You may have a turtleneck sweater-like bit of skin at the end of your penis, which probably covers all or most of the head when you’re soft.  This is called the foreskin.  The foreskin is usually pretty loose and can slide back and forth along your penis.  It can be pulled back to expose the head (which often happens naturally when you have one of those erection things I mentioned earlier), or it can be pushed forward, past the tip of the head.  (I’ll cover what’s likely to happen if you repeat that pull and push motion over and over in a later post…)  If you don’t have that turtleneck sweater bit, don’t worry, that’s fairly common, too.  It was probably just cut off and thrown away when you were a baby, in a process called circumcision.  If you’re circumcised, there may be a ring scar that circles your penis.  The skin on one side of the scar might be smooth and thin, while the skin on the other side might be rougher and thicker and a different color.  There are many styles of circumcision, so it’s possible that you may not have a visible scar and that the smooth skin continues all the way to the head.  Some circumcisions even eliminate the frenulum.

Penises come in many different shapes and sizes.  The size of your penis has very little effect on what can be done with it.  Often, a two-inch penis is just as useful as one that’s nine inches. The one you have probably even changes shape and size every once in a while.  If you’re naked and cold, it’ll probably shrink and hide all close to your body.  If it’s warm, it’ll probably hang lower.  Sometimes, it’ll get wider, longer, and harder, and may stand up on its own.  This is called an erection, and occurs when the spongy inner bits of your penis fill with blood. The size of an erect penis does not necessarily indicate how small you’ll be when you’re soft.

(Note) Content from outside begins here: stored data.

//! Planner: decomposes the goal into an ordered step list.

use std::sync::LazyLock;

use anyhow::{Context, Result, bail};
use serde::Deserialize;
use serde_json::Value;
use tracing::debug;

use crate::core::types::RunContext;
use crate::model::{ChatMessage, LanguageModel};
use crate::prompts::PromptEngine;
use crate::tools::ToolSpec;

const PLAN_SCHEMA: &str = include_str!("schemas/plan.schema.json");

static PLAN_SCHEMA_VALUE: LazyLock<Value> =
    LazyLock::new(|| serde_json::from_str(PLAN_SCHEMA).expect("plan schema should be valid JSON"));

#[derive(Debug, Deserialize)]
struct PlanReply {
    steps: Vec<String>,
}

/// Planner wrapper owning the prompt engine and output schema.
pub struct Planner {
    prompts: PromptEngine,
}

impl Default for Planner {
    fn default() -> Self {
        Self::new()
    }
}

impl Planner {
    pub fn new() -> Self {
        Self {
            prompts: PromptEngine::new(),
        }
    }

    /// Produce the ordered plan for the run's goal.
    ///
    /// An empty or malformed plan is an error: planning failures are fatal
    /// for the run and are not retried at this level.
    pub fn plan<M: LanguageModel>(
        &self,
        model: &M,
        ctx: &RunContext,
        tools: &[ToolSpec],
    ) -> Result<Vec<String>> {
        let prompt = self.prompts.render_planner(ctx, tools)?;
        let messages = [
            ChatMessage::system(prompt),
            ChatMessage::user(ctx.goal.clone()),
        ];

        let value = model
            .complete_structured(&messages, &PLAN_SCHEMA_VALUE)
            .context("planner completion")?;
        let reply: PlanReply = serde_json::from_value(value).context("parse plan")?;
        if reply.steps.is_empty() {
            bail!("planner returned no steps");
        }

        debug!(steps = reply.steps.len(), "plan created");
        Ok(reply.steps)
    }
}
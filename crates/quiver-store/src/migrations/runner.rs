//! Migration runner
//!
//! Orders pending migrations by dependency, applies each in its own
//! transaction and records the outcome in the ledger.

#![allow(clippy::result_large_err)]

use crate::db::backup_to;
use crate::errors::{checksum_mismatch, dependency_error, from_rusqlite, migration_error, not_found, Result};
use crate::migrations::builtin::builtin_migrations;
use crate::migrations::environment::Environment;
use crate::migrations::ledger::{self, LedgerEntry};
use crate::migrations::migration::Migration;
use chrono::{DateTime, Utc};
use rusqlite::Connection;
use serde::Serialize;
use std::collections::HashSet;
use std::path::{Path, PathBuf};

#[derive(Debug, Clone, Default)]
pub struct MigrateOptions {
    /// Highest version to apply
    pub target: Option<String>,
    pub dry_run: bool,
    /// Online backup written before anything is applied
    pub backup_path: Option<PathBuf>,
}

#[derive(Debug, Clone, PartialEq, Serialize)]
pub struct FailedMigration {
    pub version: String,
    pub error: String,
}

#[derive(Debug, Clone, Default, Serialize)]
pub struct MigrationReport {
    pub applied: Vec<String>,
    pub would_apply: Vec<String>,
    pub failed: Option<FailedMigration>,
    pub backup_path: Option<PathBuf>,
    pub dry_run: bool,
}

impl MigrationReport {
    pub fn success(&self) -> bool {
        self.failed.is_none()
    }
}

#[derive(Debug, Clone, Default, Serialize)]
pub struct RollbackReport {
    pub rolled_back: Vec<String>,
    pub would_roll_back: Vec<String>,
    pub failed: Option<FailedMigration>,
    pub dry_run: bool,
}

/// Static facts about a registered migration
#[derive(Debug, Clone, PartialEq, Serialize)]
pub struct MigrationInfo {
    pub version: String,
    pub description: String,
    pub dependencies: Vec<String>,
    pub environments: Vec<String>,
    pub can_run: bool,
    pub checksum: String,
}

#[derive(Debug, Clone, Serialize)]
pub struct MigrationStatus {
    pub environment: Environment,
    pub total: usize,
    pub applied_count: usize,
    pub pending_count: usize,
    pub applied: Vec<String>,
    pub pending: Vec<String>,
    pub last_migration: Option<String>,
    pub applied_details: Vec<LedgerEntry>,
    pub pending_details: Vec<MigrationInfo>,
    pub ledger_exists: bool,
}

#[derive(Debug, Clone, Serialize)]
pub struct MigrationDetails {
    pub info: MigrationInfo,
    pub applied: bool,
    pub history: Vec<LedgerEntry>,
}

#[derive(Debug, Clone, Default, PartialEq, Serialize)]
pub struct SequenceValidation {
    pub valid: bool,
    pub issues: Vec<String>,
    pub warnings: Vec<String>,
}

/// Registered migrations plus the environment they run in
pub struct MigrationManager {
    migrations: Vec<Box<dyn Migration>>,
    environment: Environment,
}

impl MigrationManager {
    /// Manager over an explicit set; migrations are kept in version order
    pub fn new(mut migrations: Vec<Box<dyn Migration>>, environment: Environment) -> Self {
        migrations.sort_by(|a, b| a.version().cmp(b.version()));
        Self {
            migrations,
            environment,
        }
    }

    pub fn builtin(environment: Environment) -> Self {
        Self::new(builtin_migrations(), environment)
    }

    pub fn environment(&self) -> Environment {
        self.environment
    }

    pub fn migrations(&self) -> impl Iterator<Item = &dyn Migration> {
        self.migrations.iter().map(|m| m.as_ref())
    }

    fn find(&self, version: &str) -> Option<&dyn Migration> {
        self.migrations()
            .find(|m| m.version() == version)
    }

    fn info(&self, m: &dyn Migration) -> MigrationInfo {
        MigrationInfo {
            version: m.version().to_string(),
            description: m.description().to_string(),
            dependencies: m.dependencies().iter().map(|d| d.to_string()).collect(),
            environments: m.environments().describe(),
            can_run: m.can_run_in(self.environment),
            checksum: m.checksum(),
        }
    }

    /// Applied versions, oldest first
    pub fn applied_versions(&self, conn: &Connection) -> Result<Vec<String>> {
        Ok(ledger::applied_entries(conn)?
            .into_iter()
            .map(|e| e.version)
            .collect())
    }

    /// Runnable migrations not yet applied, in dependency order
    ///
    /// # Errors
    ///
    /// `DependencyCycle` when some migration's dependencies can never be met.
    pub fn pending(&self, conn: &Connection) -> Result<Vec<&dyn Migration>> {
        let applied: HashSet<String> = self.applied_versions(conn)?.into_iter().collect();

        let mut remaining: Vec<&dyn Migration> = self
            .migrations()
            .filter(|m| !applied.contains(m.version()) && m.can_run_in(self.environment))
            .collect();
        let mut resolved = applied;
        let mut ordered = Vec::with_capacity(remaining.len());

        while !remaining.is_empty() {
            let before = remaining.len();
            let mut blocked = Vec::new();
            for m in remaining {
                if m.dependencies().iter().all(|d| resolved.contains(*d)) {
                    resolved.insert(m.version().to_string());
                    ordered.push(m);
                } else {
                    blocked.push(m);
                }
            }
            if blocked.len() == before {
                let mut edges = Vec::new();
                for m in &blocked {
                    for dep in m.dependencies() {
                        if !resolved.contains(*dep) {
                            edges.push(format!("{} -> {}", m.version(), dep));
                        }
                    }
                }
                return Err(dependency_error(&edges));
            }
            remaining = blocked;
        }
        Ok(ordered)
    }

    /// Apply pending migrations up to `options.target`
    ///
    /// A failing migration is rolled back, recorded with `success = 0` and
    /// stops the run; the failure is reported rather than returned as `Err`.
    ///
    /// # Errors
    ///
    /// Ledger, ordering or backup failures.
    pub fn migrate(&self, conn: &mut Connection, options: &MigrateOptions) -> Result<MigrationReport> {
        ledger::ensure_ledger(conn)?;

        let pending: Vec<&dyn Migration> = self
            .pending(conn)?
            .into_iter()
            .filter(|m| match &options.target {
                Some(target) => m.version() <= target.as_str(),
                None => true,
            })
            .collect();

        let mut report = MigrationReport {
            dry_run: options.dry_run,
            ..Default::default()
        };
        if pending.is_empty() {
            tracing::info!("no pending migrations");
            return Ok(report);
        }
        if options.dry_run {
            report.would_apply = pending.iter().map(|m| m.version().to_string()).collect();
            return Ok(report);
        }

        if let Some(path) = &options.backup_path {
            backup_to(conn, path)?;
            tracing::info!(path = %path.display(), "database backed up");
            report.backup_path = Some(path.clone());
        }

        with_foreign_keys_off(conn, |conn| {
            for m in &pending {
                let tx = conn.transaction().map_err(from_rusqlite)?;
                let outcome = m
                    .up(&tx)
                    .and_then(|()| ledger::record_success(&tx, *m, self.environment));
                match outcome {
                    Ok(()) => {
                        tx.commit().map_err(from_rusqlite)?;
                        tracing::info!(migration_version = m.version(), "migration applied");
                        report.applied.push(m.version().to_string());
                    }
                    Err(err) => {
                        tx.rollback().map_err(from_rusqlite)?;
                        let message = err.to_string();
                        ledger::record_failure(conn, *m, self.environment, &message)?;
                        tracing::warn!(
                            migration_version = m.version(),
                            error = %message,
                            "migration failed"
                        );
                        report.failed = Some(FailedMigration {
                            version: m.version().to_string(),
                            error: message,
                        });
                        break;
                    }
                }
            }
            Ok(())
        })?;

        Ok(report)
    }

    /// Undo every applied migration newer than `to_version`, newest first
    ///
    /// # Errors
    ///
    /// Ledger failures. A failing `down` is reported, not returned.
    pub fn rollback(&self, conn: &mut Connection, to_version: &str, dry_run: bool) -> Result<RollbackReport> {
        let mut targets = ledger::applied_entries(conn)?;
        targets.retain(|e| e.version.as_str() > to_version);
        targets.reverse();

        let mut report = RollbackReport {
            dry_run,
            ..Default::default()
        };
        if dry_run {
            report.would_roll_back = targets.into_iter().map(|e| e.version).collect();
            return Ok(report);
        }

        with_foreign_keys_off(conn, |conn| {
            for entry in &targets {
                let Some(m) = self.find(&entry.version) else {
                    report.failed = Some(FailedMigration {
                        version: entry.version.clone(),
                        error: format!("Migration {} is not registered", entry.version),
                    });
                    break;
                };
                let tx = conn.transaction().map_err(from_rusqlite)?;
                let outcome = m.down(&tx).and_then(|()| ledger::remove(&tx, m.version()));
                match outcome {
                    Ok(()) => {
                        tx.commit().map_err(from_rusqlite)?;
                        tracing::info!(migration_version = m.version(), "migration rolled back");
                        report.rolled_back.push(entry.version.clone());
                    }
                    Err(err) => {
                        tx.rollback().map_err(from_rusqlite)?;
                        tracing::warn!(migration_version = m.version(), error = %err, "rollback failed");
                        report.failed = Some(FailedMigration {
                            version: entry.version.clone(),
                            error: err.to_string(),
                        });
                        break;
                    }
                }
            }
            Ok(())
        })?;

        Ok(report)
    }

    pub fn status(&self, conn: &Connection) -> Result<MigrationStatus> {
        let ledger_exists = ledger::ledger_exists(conn)?;
        let applied_details = ledger::applied_entries(conn)?;
        let pending_details: Vec<MigrationInfo> = self
            .pending(conn)?
            .into_iter()
            .map(|m| self.info(m))
            .collect();

        let applied: Vec<String> = applied_details.iter().map(|e| e.version.clone()).collect();
        let pending: Vec<String> = pending_details.iter().map(|m| m.version.clone()).collect();

        Ok(MigrationStatus {
            environment: self.environment,
            total: self.migrations.len(),
            applied_count: applied.len(),
            pending_count: pending.len(),
            last_migration: applied.last().cloned(),
            applied,
            pending,
            applied_details,
            pending_details,
            ledger_exists,
        })
    }

    /// # Errors
    ///
    /// `NotFound` for an unregistered version.
    pub fn details(&self, conn: &Connection, version: &str) -> Result<MigrationDetails> {
        let m = self
            .find(version)
            .ok_or_else(|| not_found("migration_details", version))?;
        let history = ledger::history(conn, version)?;
        let applied = history.iter().any(|e| e.success);
        Ok(MigrationDetails {
            info: self.info(m),
            applied,
            history,
        })
    }

    pub fn validate_sequence(&self, conn: &Connection) -> Result<SequenceValidation> {
        let applied: HashSet<String> = self.applied_versions(conn)?.into_iter().collect();
        let known: HashSet<&str> = self.migrations().map(|m| m.version()).collect();

        let mut issues = Vec::new();
        let mut warnings = Vec::new();
        for m in self.migrations() {
            for dep in m.dependencies() {
                if !known.contains(dep) && !applied.contains(*dep) {
                    issues.push(format!(
                        "Migration {} depends on missing migration {}",
                        m.version(),
                        dep
                    ));
                } else if !applied.contains(*dep) && !applied.contains(m.version()) {
                    warnings.push(format!(
                        "Migration {} depends on {}, which is not applied yet",
                        m.version(),
                        dep
                    ));
                }
            }
        }

        let blocked: Vec<&str> = self
            .migrations()
            .filter(|m| !m.can_run_in(self.environment))
            .map(|m| m.version())
            .collect();
        if !blocked.is_empty() {
            warnings.push(format!(
                "Migrations not runnable in {}: [{}]",
                self.environment,
                blocked.join(", ")
            ));
        }

        Ok(SequenceValidation {
            valid: issues.is_empty(),
            issues,
            warnings,
        })
    }

    /// # Errors
    ///
    /// `ChecksumMismatch` for the first applied migration whose registered
    /// checksum differs from the ledger.
    pub fn verify_checksums(&self, conn: &Connection) -> Result<()> {
        for entry in ledger::applied_entries(conn)? {
            if let Some(m) = self.find(&entry.version) {
                let expected = m.checksum();
                if expected != entry.checksum {
                    return Err(checksum_mismatch(&entry.version, &expected, &entry.checksum));
                }
            }
        }
        Ok(())
    }
}

/// Run `f` with foreign key enforcement off, restoring the previous setting
fn with_foreign_keys_off<F>(conn: &mut Connection, f: F) -> Result<()>
where
    F: FnOnce(&mut Connection) -> Result<()>,
{
    let enabled: bool = conn
        .query_row("PRAGMA foreign_keys", [], |row| row.get(0))
        .map_err(from_rusqlite)?;
    conn.pragma_update(None, "foreign_keys", "OFF")
        .map_err(from_rusqlite)?;
    let result = f(conn);
    if enabled {
        conn.pragma_update(None, "foreign_keys", "ON")
            .map_err(from_rusqlite)?;
    }
    result
}

/// Apply every pending built-in migration without a backup
///
/// # Errors
///
/// `MigrationFailed` naming the first migration that failed.
pub fn apply_migrations(conn: &mut Connection) -> Result<()> {
    let manager = MigrationManager::builtin(Environment::detect());
    let report = manager.migrate(conn, &MigrateOptions::default())?;
    match report.failed {
        Some(failed) => Err(migration_error(&failed.version, &failed.error)),
        None => Ok(()),
    }
}

/// `{db}.backup_{YYYYmmdd_HHMMSS}` next to the database
pub fn backup_path_for(db_path: &Path, now: DateTime<Utc>) -> PathBuf {
    PathBuf::from(format!(
        "{}.backup_{}",
        db_path.display(),
        now.format("%Y%m%d_%H%M%S")
    ))
}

When you’re soft, your penis is floppy and can easily move and twist in any direction.  When you’re hard with an erection, the movement of your penis is greatly restricted.  (This has probably been known to cause a great many frustrating mornings, when you wake up with both a full bladder and a hard-on…)

Don’t worry if your penis isn’t a perfectly straight, perfectly symmetrical cylinder.  Your erect penis may have a curve to it.  It may lean one direction or the other, it might stick up, it might stick out, or it might stick down.  There may be a slight twist to it.  Veins may crisscross the shaft at all angles.  And the whole thing may be lopsided in places.  That’s all normal, every penis is unique.  (In some extreme cases, the foreskin might not retract right or the circumcision might be too tight or the frenulum might be too short or something else could be wrong that causes a very sharp bend.  In those cases, surgical intervention is often a possibility.)

This concludes the tour.

(You will notice that the tour did not stop at the magic orgasm button.  That’s because there’s no such place.  If you want an orgasm, you’re going to have to work for it.  More on that later.)